Like others, I'd say that thirst was the symptom I noticed first, even before it had become too bad. And because we all get thirsty at times, it's a symptom that you can easily ignore or explain away. I remember one day a few weeks before I was diagnosed being late for a train home after a meeting in Manchester. I was still quite young and fit, and I had run, probably about half a mile and just caught the train. It was a reasonably warm autumn day, I'd been in a stuffy hotel conference room all day, talking a lot and had eaten a quite big sandwich lunch, probably quite salty. So on the hour long journey home, I thought that my thirst was due to a combination of those factors. It was just before the carrying of bottled water had become as universal as it now is, so I suffered in silence all the way home but couldn't wait to get home and downed several large glasses of water once I got in, probably before even taking my coat off and greeting my family. I recall then and on other occasions around that time being startled at how much I needed to drink before there was any sense of relief. It was as if the water was just bypassing my mouth, such was the dryness in there.

Of course, once diabetes is diagnosed and insulin treatment is under way, things do quickly get better. The all-consuming thirst subsides as overall blood glucose level falls. However, I sometimes think that I understate this aspect of diabetes as an ongoing problem. I have been "well controlled" and healthy throughout my almost nineteen years with diabetes, but as I observed in another recent post, that doesn't mean I feel 100% well all the time. People with Type One diabetes don't always feel as well as they look. The term "hidden disability", though not always welcome, is an apt term for diabetes. In particular I am almost always a bit thirsty and often very thirsty.
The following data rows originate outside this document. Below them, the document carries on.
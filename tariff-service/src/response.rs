use serde::Serialize;
use serde_json::{json, Value};

use crate::error::SwitcherError;

/// Outcome of a job run: an HTTP-style status and a JSON body carrying at
/// least `message`.
#[derive(Debug, Clone, PartialEq, Serialize)]
pub struct Response {
    pub status_code: u16,
    pub body: Value,
}

impl Response {
    pub fn ok(message: impl Into<String>) -> Self {
        Self {
            status_code: 200,
            body: json!({ "message": message.into() }),
        }
    }

    pub fn ok_with_data(message: impl Into<String>, data: Value) -> Self {
        Self {
            status_code: 200,
            body: json!({ "message": message.into(), "data": data }),
        }
    }

    /// The single place errors are reported.
    pub fn from_error(err: &SwitcherError) -> Self {
        let status_code = err.status_code();
        tracing::error!(error = %err, status_code, "job failed");
        metrics::counter!("job_failures_total").increment(1);

        Self {
            status_code,
            body: json!({ "message": err.to_string() }),
        }
    }

    pub fn message(&self) -> Option<&str> {
        self.body.get("message").and_then(Value::as_str)
    }

    pub fn is_success(&self) -> bool {
        self.status_code == 200
    }
}

pub fn respond(result: Result<Response, SwitcherError>) -> Response {
    result.unwrap_or_else(|e| Response::from_error(&e))
}
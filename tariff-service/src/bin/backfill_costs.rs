use anyhow::Result;
use tariff_service::{config::AppConfig, jobs, observability, JobContext};

/// `backfill_costs <YYYY-MM-DD>`: daily cost of every date since the given
/// one (or `BACKFILL_FROM_DATE`) on the tariff active at the time.
#[tokio::main]
async fn main() -> Result<()> {
    observability::init_tracing();

    let cfg = AppConfig::load()?;
    let ctx = JobContext::from_config(&cfg)?;

    let from = std::env::args().nth(1).or_else(|| cfg.backfill_from_date.clone());
    let response = jobs::backfill_costs(&ctx, from.as_deref()).await;

    println!("{}", serde_json::to_string_pretty(&response)?);
    if !response.is_success() {
        std::process::exit(1);
    }
    Ok(())
}
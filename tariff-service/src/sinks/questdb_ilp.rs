use std::net::SocketAddr;

use tariff_client::domain::{UsageRecord, UsageRow};
use tokio::{io::AsyncWriteExt, net::TcpStream, sync::Mutex};

use crate::delivery::{DeliveryError, DeliverySink, SinkResponse, WorkItem};

/// Escape measurement/tag keys/tag values/field keys for ILP.
///
/// ILP requires escaping commas, spaces and equals with a backslash.
fn ilp_escape_ident(s: &str, out: &mut String) {
    for ch in s.chars() {
        match ch {
            ',' | ' ' | '=' => {
                out.push('\\');
                out.push(ch);
            }
            _ => out.push(ch),
        }
    }
}

fn push_tag(out: &mut String, key: &str, value: &str) {
    out.push(',');
    ilp_escape_ident(key, out);
    out.push('=');
    ilp_escape_ident(value, out);
}

fn push_field_f64(out: &mut String, first: &mut bool, key: &str, value: f64) {
    if *first {
        *first = false;
    } else {
        out.push(',');
    }

    ilp_escape_ident(key, out);
    out.push('=');
    out.push_str(&value.to_string());
}

/// One ILP line for a `daily_usage` row, without the trailing newline.
pub fn write_usage_line(row: &UsageRow, out: &mut String) {
    out.push_str("daily_usage");

    push_tag(out, "record_date", &row.partition_key());
    push_tag(out, "record_key", &row.sort_key());
    push_tag(out, "kind", row.kind());

    let mut first = true;
    match &row.record {
        UsageRecord::HalfHour {
            consumption_wh,
            cost_pence,
            ..
        } => {
            out.push(' ');
            push_field_f64(out, &mut first, "consumption_wh", *consumption_wh);
            push_field_f64(out, &mut first, "cost_pence", *cost_pence);
        }
        UsageRecord::TariffCost {
            tariff_id,
            tariff_name,
            cost_pence,
            standing_charge,
        } => {
            push_tag(out, "tariff_id", tariff_id.as_str());
            push_tag(out, "tariff_name", tariff_name);
            out.push(' ');
            push_field_f64(out, &mut first, "cost_pence", *cost_pence);
            push_field_f64(out, &mut first, "standing_charge", *standing_charge);
        }
        UsageRecord::DailyTotal { consumption_wh } => {
            out.push(' ');
            push_field_f64(out, &mut first, "consumption_wh", *consumption_wh);
        }
    }

    // timestamp (nanos)
    out.push(' ');
    out.push_str(&row.ts().unix_timestamp_nanos().to_string());
}

/// Writes usage rows to QuestDB's ILP TCP endpoint over one reused
/// connection. A failed write drops the connection; the next batch
/// reconnects.
pub struct IlpUsageStore {
    addr: SocketAddr,
    conn: Mutex<Option<TcpStream>>,
}

impl IlpUsageStore {
    pub fn new(addr: SocketAddr) -> Self {
        Self {
            addr,
            conn: Mutex::new(None),
        }
    }

    async fn connect(&self) -> Result<TcpStream, DeliveryError> {
        let stream = TcpStream::connect(self.addr)
            .await
            .map_err(|e| DeliveryError::Transport(format!("failed to connect to QuestDB ILP: {e}")))?;
        let _ = stream.set_nodelay(true);
        Ok(stream)
    }

    fn encode_batch(batch: &[WorkItem<UsageRow>]) -> Vec<u8> {
        // Heuristic capacity: ~120 bytes per line.
        let mut s = String::with_capacity(batch.len().saturating_mul(120));
        for item in batch {
            write_usage_line(&item.payload, &mut s);
            s.push('\n');
        }
        s.into_bytes()
    }
}

#[async_trait::async_trait]
impl DeliverySink<UsageRow> for IlpUsageStore {
    async fn send_batch(&self, batch: &[WorkItem<UsageRow>]) -> Result<SinkResponse, DeliveryError> {
        if batch.is_empty() {
            return Ok(SinkResponse::accepted());
        }

        let payload = Self::encode_batch(batch);
        let mut conn = self.conn.lock().await;

        let mut stream = match conn.take() {
            Some(stream) => stream,
            None => self.connect().await?,
        };

        match stream.write_all(&payload).await {
            Ok(()) => {
                *conn = Some(stream);
                metrics::counter!("questdb_ingested_records_total").increment(batch.len() as u64);
                metrics::counter!("questdb_ilp_bytes_total").increment(payload.len() as u64);
                Ok(SinkResponse::accepted())
            }
            Err(e) => {
                tracing::warn!(error = %e, "QuestDB ILP write failed, dropping connection");
                metrics::counter!("questdb_ilp_sink_errors_total").increment(1);
                Err(DeliveryError::Transport(format!("ilp write failed: {e}")))
            }
        }
    }
}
I am invariably awake early, like many of we people with diabetes, and I always wake up thirsty. I keep a glass of water by my bedside and sip from it if awake in the night, but by dawn I always feel parched, such that my every day starts with a mini-dilemma: shall I wake up properly, go downstairs and make a cuppa to nail the thirst or shall I try to go back to sleep in the hope of making it to somewhere near eight hours? The thirst always wins, but if I could have one simple luxury in my life, it would be a cup of tea brought to my bedside as soon as I wake up. But everyone else in my house is always still asleep, so hey-ho...

In day-to-day terms, the fear of a dangerous hypo and the need to lead a life often means that we run our blood sugar on the high side, especially when very busy, so thirst is a constant companion to many of us. As I often say, things could be worse, it's not agonising, it's not enough to stop you leading a normal life. But sometimes, like the condition itself, I just wish it would go away. Even just for a day. But it won't, so I'm just grateful for these, two of my indispensables of life with diabetes: water and tea:

1 comment:

  1. I don't know whether you will see this comment since this is quite an old post, but I'll stick it in anyway. I'm a T2 diabetic but I was initially thought to be T1 because I was in such a state when first diagnosed. Knowing all the lyrics to the song, I assume that was for those who bought the record and had a decent stereo system. For those of us who listened to it on AM radio and cassette recordings of AM radio, we were left wondering what aygo may the porris was supposed to mean.